To compare the Guyton-Minkowski Potential Acuity Meter (PAM) and the Haag-Streit Lotmar Visometer (Visometer) in their ability to predict postoperative best corrected visual acuity (BCVA) in cataract surgery. University of British Columbia/Vancouver General Hospital Eye Care Center, Vancouver, British Columbia, Canada. In total, 292 eyes (223 patients) of subjects with cataracts and no known macular or optic nerve pathology were recruited over 6 months. Preoperative predictions of postoperative BCVA were compared with actual postoperative BCVA. The usefulness of these instruments as a 'diagnostic test' for predicting true surgical success (defined as postoperative BCVA of 20/40 or better) from predicted surgical success (PAM or Visometer predicted acuity 20/40 or better) was analysed.

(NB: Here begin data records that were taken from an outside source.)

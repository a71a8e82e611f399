//! # Storage Backend Trait
//!
//! This is the contract between the repositories and the actual graph
//! storage. A production deployment points this trait at an external
//! property-graph store (administration, auth, and indexing internals of
//! that store are a collaborator concern, out of scope here); the
//! in-memory backend implements the same contract for embedding and tests.

pub mod memory;

use async_trait::async_trait;
use crate::model::*;
use crate::tx::{Transaction, TxMode};
use crate::index::IndexType;
use crate::Result;

pub use memory::MemoryBackend;

// ============================================================================
// Expand depth specification
// ============================================================================

/// Depth specification for graph expansion.
#[derive(Debug, Clone, Copy)]
pub enum ExpandDepth {
    /// Range: min..max (inclusive)
    Range { min: usize, max: usize },
}

// ============================================================================
// Raw query escape hatch
// ============================================================================

/// Result of a raw query executed through [`StorageBackend::execute_raw`].
///
/// This lightweight type lives in the storage layer so the raw-query path
/// can return structured rows without depending on a query execution
/// engine — there isn't one here; the backend itself interprets the query
/// text (a real external graph store's driver forwards it unchanged).
#[derive(Debug, Clone, Default)]
pub struct ProcedureResult {
    pub columns: Vec<String>,
    pub rows: Vec<std::collections::HashMap<String, Value>>,
}

// ============================================================================
// StorageBackend Trait
// ============================================================================

/// The storage contract every backend implements.
#[async_trait]
pub trait StorageBackend: Send + Sync + 'static {
    /// The transaction type for this backend.
    type Tx: Transaction;

    /// Establish (or verify) the connection. Called by the graph client's
    /// retry loop; a backend with no handshake (e.g. in-memory) returns
    /// immediately.
    async fn connect(&self) -> Result<()> {
        Ok(())
    }

    /// Shut down the backend, flushing any pending writes.
    async fn shutdown(&self) -> Result<()>;

    // ========================================================================
    // Transactions
    // ========================================================================

    async fn begin_tx(&self, mode: TxMode) -> Result<Self::Tx>;
    async fn commit_tx(&self, tx: Self::Tx) -> Result<()>;
    async fn rollback_tx(&self, tx: Self::Tx) -> Result<()>;

    // ========================================================================
    // Node CRUD
    // ========================================================================

    /// Create a node with the given labels and properties.
    async fn create_node(
        &self,
        tx: &mut Self::Tx,
        labels: &[&str],
        props: PropertyMap,
    ) -> Result<NodeId>;

    /// Get a node by ID. Returns None if not found.
    async fn get_node(&self, tx: &Self::Tx, id: NodeId) -> Result<Option<Node>>;

    /// Delete a node. Returns true if it existed.
    /// Fails if the node still has relationships.
    async fn delete_node(&self, tx: &mut Self::Tx, id: NodeId) -> Result<bool>;

    /// Set a property on a node (upsert).
    async fn set_node_property(
        &self,
        tx: &mut Self::Tx,
        id: NodeId,
        key: &str,
        val: Value,
    ) -> Result<()>;

    /// Delete a node and all its relationships in one operation.
    ///
    /// Default: get all relationships, delete each, then delete the node.
    async fn detach_delete_node(&self, tx: &mut Self::Tx, id: NodeId) -> Result<bool> {
        let rels = self.get_relationships(tx, id, Direction::Both, None).await?;
        for rel in &rels {
            self.delete_relationship(tx, rel.id).await?;
        }
        self.delete_node(tx, id).await
    }

    // ========================================================================
    // Relationship CRUD
    // ========================================================================

    /// Create a relationship between two nodes.
    async fn create_relationship(
        &self,
        tx: &mut Self::Tx,
        src: NodeId,
        dst: NodeId,
        rel_type: &str,
        props: PropertyMap,
    ) -> Result<RelId>;

    /// Get a relationship by ID.
    async fn get_relationship(&self, tx: &Self::Tx, id: RelId) -> Result<Option<Relationship>>;

    /// Delete a relationship. Returns true if it existed.
    async fn delete_relationship(&self, tx: &mut Self::Tx, id: RelId) -> Result<bool>;

    /// Set a property on a relationship (upsert). Used for the PART_OF
    /// `position` property.
    async fn set_relationship_property(
        &self,
        tx: &mut Self::Tx,
        id: RelId,
        key: &str,
        val: Value,
    ) -> Result<()>;

    // ========================================================================
    // Traversal
    // ========================================================================

    /// Get all relationships of a node, optionally filtered by direction and type.
    async fn get_relationships(
        &self,
        tx: &Self::Tx,
        node: NodeId,
        dir: Direction,
        rel_type: Option<&str>,
    ) -> Result<Vec<Relationship>>;

    /// Expand from a node: BFS traversal to the given depth range.
    async fn expand(
        &self,
        tx: &Self::Tx,
        node: NodeId,
        dir: Direction,
        rel_types: &[&str],
        depth: ExpandDepth,
    ) -> Result<Vec<Path>>;

    // ========================================================================
    // Index
    // ========================================================================

    /// Create an index on a label+property combination. Idempotent.
    async fn create_index(
        &self,
        label: &str,
        property: &str,
        index_type: IndexType,
    ) -> Result<()>;

    // ========================================================================
    // Scan
    // ========================================================================

    /// Return all nodes with a given label.
    async fn nodes_by_label(&self, tx: &Self::Tx, label: &str) -> Result<Vec<Node>>;

    /// Find nodes by label + property value (index-backed if available).
    async fn nodes_by_property(
        &self,
        tx: &Self::Tx,
        label: &str,
        key: &str,
        value: &Value,
    ) -> Result<Vec<Node>>;

    // ========================================================================
    // Escape hatch
    // ========================================================================

    /// Pass-through for backend-native queries — used by lexical/trigram
    /// search, which cannot be expressed through the typed CRUD surface
    /// above. A real external graph store's driver forwards `query`
    /// unchanged; the in-memory backend interprets a small fixed set of
    /// query shapes (see `memory::execute_raw`).
    async fn execute_raw(
        &self,
        tx: &Self::Tx,
        query: &str,
        params: PropertyMap,
    ) -> Result<ProcedureResult>;
}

Neither the PAM nor the Visometer predictions were statistically significant predictors of postoperative BCVA. The sensitivities of PAM and Visometer for predicting surgical success were 84.7% and 96.1%, respectively. The specificity of the PAM and Visometer for predicting surgical success was 27.3% and 9.1%, respectively. Overall, 92.7% of patients had 'successful surgery'. Given a predicted success from the PAM or Visometer the post-test probability of success was 93.5% and 93.1%, respectively. Given a predicted failure from the PAM or Visometer there was a post-test probability of surgical success of 87.5% and 84.6%, respectively. We found no clinical benefit to support using the PAM or Visometer in the preoperative assessment of cataract patients with no known retinal or optic nerve pathology.